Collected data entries
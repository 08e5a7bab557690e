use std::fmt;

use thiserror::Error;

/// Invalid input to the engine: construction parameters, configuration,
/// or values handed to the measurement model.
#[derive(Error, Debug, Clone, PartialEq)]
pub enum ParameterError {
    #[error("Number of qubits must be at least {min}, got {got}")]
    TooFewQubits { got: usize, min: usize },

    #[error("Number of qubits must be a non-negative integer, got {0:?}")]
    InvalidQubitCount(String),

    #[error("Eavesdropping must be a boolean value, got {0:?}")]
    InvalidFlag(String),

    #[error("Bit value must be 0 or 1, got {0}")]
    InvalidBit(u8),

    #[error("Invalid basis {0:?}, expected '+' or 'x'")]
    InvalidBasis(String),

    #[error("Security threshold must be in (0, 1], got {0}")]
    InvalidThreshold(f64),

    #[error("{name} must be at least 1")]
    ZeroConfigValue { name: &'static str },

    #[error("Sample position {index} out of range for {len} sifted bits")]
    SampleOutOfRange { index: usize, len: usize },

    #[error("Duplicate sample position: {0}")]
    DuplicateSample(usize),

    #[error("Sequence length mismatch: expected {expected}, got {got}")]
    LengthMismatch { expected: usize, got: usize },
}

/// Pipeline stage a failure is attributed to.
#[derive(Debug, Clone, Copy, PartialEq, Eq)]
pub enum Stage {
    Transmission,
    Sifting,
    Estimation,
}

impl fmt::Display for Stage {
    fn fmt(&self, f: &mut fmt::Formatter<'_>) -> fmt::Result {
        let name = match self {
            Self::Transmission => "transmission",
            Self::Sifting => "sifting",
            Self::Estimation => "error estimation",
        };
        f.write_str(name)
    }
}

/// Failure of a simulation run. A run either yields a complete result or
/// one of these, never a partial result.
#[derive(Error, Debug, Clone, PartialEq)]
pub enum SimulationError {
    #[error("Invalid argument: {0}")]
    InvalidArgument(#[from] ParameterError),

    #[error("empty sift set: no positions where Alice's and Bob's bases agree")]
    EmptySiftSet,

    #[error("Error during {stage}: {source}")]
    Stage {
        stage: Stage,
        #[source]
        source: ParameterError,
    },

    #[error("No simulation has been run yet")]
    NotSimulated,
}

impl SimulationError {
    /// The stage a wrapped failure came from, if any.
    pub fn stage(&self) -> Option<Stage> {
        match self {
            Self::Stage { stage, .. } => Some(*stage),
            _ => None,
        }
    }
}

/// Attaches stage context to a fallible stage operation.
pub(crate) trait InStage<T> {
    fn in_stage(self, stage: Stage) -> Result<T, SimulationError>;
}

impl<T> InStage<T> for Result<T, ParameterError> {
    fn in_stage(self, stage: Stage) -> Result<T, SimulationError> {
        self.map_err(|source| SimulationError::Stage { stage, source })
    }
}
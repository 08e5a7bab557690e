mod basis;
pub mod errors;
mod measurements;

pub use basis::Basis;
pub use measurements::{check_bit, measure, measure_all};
...
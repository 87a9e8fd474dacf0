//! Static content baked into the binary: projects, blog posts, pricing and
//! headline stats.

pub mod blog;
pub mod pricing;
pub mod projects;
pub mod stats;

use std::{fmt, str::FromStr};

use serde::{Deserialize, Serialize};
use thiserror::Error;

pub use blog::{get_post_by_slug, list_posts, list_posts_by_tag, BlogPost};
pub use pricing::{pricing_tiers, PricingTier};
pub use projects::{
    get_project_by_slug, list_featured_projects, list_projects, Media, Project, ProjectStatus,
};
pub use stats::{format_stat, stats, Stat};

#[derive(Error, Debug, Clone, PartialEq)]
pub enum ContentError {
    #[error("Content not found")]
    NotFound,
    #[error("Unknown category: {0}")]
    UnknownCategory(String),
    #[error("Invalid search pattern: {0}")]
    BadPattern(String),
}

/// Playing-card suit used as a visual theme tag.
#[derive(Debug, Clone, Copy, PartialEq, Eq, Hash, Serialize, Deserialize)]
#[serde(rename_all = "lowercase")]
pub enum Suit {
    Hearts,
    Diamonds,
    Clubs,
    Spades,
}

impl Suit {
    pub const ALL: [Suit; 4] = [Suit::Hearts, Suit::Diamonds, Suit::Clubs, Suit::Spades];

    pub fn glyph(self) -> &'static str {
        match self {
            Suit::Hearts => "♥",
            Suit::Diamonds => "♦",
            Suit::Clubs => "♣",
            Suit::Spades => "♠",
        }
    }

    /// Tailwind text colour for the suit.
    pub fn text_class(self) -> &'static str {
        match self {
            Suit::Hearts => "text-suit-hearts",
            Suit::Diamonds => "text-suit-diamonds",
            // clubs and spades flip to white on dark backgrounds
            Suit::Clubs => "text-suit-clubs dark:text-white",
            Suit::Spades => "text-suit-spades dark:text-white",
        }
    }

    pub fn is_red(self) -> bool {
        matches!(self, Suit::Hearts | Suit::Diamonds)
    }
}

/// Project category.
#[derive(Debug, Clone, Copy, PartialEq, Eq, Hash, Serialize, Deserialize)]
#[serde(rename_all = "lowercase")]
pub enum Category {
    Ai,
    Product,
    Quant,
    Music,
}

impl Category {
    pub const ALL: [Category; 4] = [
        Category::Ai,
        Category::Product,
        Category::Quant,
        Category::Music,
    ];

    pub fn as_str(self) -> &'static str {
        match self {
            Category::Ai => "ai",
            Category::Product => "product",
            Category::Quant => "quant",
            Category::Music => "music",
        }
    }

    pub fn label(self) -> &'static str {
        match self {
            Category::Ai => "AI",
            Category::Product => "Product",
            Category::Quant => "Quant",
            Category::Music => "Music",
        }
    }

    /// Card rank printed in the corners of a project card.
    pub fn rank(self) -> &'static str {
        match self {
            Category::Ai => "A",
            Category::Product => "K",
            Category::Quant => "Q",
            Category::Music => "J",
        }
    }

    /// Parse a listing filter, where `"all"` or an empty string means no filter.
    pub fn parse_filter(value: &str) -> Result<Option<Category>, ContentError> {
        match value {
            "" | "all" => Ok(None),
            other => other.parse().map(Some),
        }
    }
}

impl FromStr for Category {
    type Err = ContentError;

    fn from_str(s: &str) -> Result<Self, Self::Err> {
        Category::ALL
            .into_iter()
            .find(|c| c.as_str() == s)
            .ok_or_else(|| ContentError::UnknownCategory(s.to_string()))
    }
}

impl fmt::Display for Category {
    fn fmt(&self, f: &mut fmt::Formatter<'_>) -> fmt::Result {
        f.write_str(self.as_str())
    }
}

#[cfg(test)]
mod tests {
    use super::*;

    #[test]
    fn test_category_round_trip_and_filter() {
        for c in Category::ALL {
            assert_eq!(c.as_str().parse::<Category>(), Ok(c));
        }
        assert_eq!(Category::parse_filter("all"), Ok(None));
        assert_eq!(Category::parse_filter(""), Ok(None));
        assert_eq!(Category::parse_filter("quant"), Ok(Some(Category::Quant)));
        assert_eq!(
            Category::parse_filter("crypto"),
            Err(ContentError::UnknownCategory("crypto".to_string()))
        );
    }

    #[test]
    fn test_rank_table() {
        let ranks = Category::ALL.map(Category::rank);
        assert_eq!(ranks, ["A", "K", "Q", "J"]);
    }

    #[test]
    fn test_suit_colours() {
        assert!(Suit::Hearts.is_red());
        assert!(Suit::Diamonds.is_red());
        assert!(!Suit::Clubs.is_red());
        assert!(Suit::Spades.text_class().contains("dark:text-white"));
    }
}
...
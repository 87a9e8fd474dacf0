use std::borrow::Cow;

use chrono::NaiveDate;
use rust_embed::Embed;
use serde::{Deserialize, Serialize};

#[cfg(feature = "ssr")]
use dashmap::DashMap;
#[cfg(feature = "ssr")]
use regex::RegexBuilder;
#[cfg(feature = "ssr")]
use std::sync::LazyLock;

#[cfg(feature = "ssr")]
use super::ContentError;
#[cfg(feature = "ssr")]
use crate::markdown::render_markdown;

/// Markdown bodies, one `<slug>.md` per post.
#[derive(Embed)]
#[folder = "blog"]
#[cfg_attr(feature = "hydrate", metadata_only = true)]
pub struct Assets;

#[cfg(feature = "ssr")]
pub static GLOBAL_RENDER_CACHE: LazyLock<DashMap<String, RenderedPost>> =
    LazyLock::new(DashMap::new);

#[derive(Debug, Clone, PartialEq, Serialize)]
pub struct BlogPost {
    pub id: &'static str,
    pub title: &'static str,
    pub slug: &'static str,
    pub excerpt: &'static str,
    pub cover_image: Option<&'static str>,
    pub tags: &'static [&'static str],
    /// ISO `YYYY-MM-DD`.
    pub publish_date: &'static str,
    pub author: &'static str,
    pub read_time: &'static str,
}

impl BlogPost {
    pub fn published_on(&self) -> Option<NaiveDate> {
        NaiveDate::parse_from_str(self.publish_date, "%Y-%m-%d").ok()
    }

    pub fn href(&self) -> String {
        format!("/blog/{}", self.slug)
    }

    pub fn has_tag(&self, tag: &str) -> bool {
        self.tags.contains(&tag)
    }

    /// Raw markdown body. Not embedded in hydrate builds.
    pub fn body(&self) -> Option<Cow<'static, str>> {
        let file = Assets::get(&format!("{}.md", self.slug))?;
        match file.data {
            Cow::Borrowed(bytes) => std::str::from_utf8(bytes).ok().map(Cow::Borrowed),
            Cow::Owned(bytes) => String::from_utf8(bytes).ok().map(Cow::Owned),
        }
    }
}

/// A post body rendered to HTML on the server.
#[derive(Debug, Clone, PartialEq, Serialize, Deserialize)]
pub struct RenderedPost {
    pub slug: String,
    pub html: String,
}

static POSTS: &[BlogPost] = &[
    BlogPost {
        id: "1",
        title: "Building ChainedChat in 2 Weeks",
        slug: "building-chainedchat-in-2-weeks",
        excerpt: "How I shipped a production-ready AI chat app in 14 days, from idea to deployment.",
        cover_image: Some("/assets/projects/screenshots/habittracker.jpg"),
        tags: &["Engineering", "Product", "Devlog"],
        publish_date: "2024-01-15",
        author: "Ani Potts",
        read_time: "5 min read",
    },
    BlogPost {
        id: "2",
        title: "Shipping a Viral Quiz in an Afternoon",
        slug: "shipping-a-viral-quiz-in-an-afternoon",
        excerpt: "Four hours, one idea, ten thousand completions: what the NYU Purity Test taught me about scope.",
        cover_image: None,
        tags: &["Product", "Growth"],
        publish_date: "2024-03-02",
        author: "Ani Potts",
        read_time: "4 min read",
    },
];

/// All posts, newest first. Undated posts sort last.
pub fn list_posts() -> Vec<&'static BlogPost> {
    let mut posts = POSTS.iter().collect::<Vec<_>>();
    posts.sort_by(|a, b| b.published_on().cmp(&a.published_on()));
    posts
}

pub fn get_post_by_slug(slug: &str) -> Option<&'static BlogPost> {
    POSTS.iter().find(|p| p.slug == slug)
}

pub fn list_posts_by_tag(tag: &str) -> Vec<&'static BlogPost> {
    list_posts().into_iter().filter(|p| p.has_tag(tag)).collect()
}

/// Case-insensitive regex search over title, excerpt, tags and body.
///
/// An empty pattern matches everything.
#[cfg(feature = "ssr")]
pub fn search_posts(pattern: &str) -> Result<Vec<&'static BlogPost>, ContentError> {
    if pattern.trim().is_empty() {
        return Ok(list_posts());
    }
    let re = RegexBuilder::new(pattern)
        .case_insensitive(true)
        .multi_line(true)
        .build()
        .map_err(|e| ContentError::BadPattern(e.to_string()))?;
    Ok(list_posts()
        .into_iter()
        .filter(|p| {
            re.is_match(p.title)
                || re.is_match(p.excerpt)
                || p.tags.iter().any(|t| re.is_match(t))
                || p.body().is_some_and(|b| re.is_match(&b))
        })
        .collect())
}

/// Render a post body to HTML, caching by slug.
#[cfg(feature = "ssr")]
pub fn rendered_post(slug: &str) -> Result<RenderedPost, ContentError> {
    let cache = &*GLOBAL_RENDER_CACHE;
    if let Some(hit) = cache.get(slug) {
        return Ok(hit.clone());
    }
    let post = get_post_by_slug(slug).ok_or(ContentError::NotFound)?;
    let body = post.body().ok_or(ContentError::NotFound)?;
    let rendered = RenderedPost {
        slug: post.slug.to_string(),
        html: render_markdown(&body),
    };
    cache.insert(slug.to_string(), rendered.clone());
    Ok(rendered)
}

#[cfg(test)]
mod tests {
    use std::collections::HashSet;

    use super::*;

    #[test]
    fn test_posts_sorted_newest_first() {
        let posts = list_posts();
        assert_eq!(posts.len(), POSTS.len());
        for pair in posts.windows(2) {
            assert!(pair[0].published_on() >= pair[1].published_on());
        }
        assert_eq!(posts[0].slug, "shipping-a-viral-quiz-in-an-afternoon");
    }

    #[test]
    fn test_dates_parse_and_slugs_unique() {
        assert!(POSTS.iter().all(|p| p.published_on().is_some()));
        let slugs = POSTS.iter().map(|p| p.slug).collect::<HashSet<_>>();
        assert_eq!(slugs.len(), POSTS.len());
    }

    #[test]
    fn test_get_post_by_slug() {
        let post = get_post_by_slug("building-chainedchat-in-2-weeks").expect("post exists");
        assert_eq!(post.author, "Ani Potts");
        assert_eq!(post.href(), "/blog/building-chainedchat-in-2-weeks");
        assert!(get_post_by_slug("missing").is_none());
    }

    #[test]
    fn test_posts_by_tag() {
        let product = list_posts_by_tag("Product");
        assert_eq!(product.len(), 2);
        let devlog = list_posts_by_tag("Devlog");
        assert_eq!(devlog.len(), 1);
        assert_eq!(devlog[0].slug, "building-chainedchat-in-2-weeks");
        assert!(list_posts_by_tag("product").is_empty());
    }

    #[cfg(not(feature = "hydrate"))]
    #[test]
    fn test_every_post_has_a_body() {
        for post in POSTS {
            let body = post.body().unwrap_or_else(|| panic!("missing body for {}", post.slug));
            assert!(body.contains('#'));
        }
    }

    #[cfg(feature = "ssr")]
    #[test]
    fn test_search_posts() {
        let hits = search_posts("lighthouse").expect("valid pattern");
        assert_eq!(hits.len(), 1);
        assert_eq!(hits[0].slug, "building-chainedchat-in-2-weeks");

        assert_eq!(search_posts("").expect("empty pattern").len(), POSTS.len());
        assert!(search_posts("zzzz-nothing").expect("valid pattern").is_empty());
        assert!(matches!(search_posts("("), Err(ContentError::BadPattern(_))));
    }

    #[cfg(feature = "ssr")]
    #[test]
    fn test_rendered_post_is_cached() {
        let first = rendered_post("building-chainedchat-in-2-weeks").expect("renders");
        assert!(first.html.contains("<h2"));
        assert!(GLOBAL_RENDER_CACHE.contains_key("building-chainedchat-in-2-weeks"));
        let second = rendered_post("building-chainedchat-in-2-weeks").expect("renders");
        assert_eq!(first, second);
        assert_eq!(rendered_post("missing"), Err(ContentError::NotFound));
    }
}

PROBLEM
Among the records above, which lines hold the word "crypto"? Copy each one.

REPLY TO THE TASK
            Category::parse_filter("crypto"),
            Err(ContentError::UnknownCategory("crypto".to_string()))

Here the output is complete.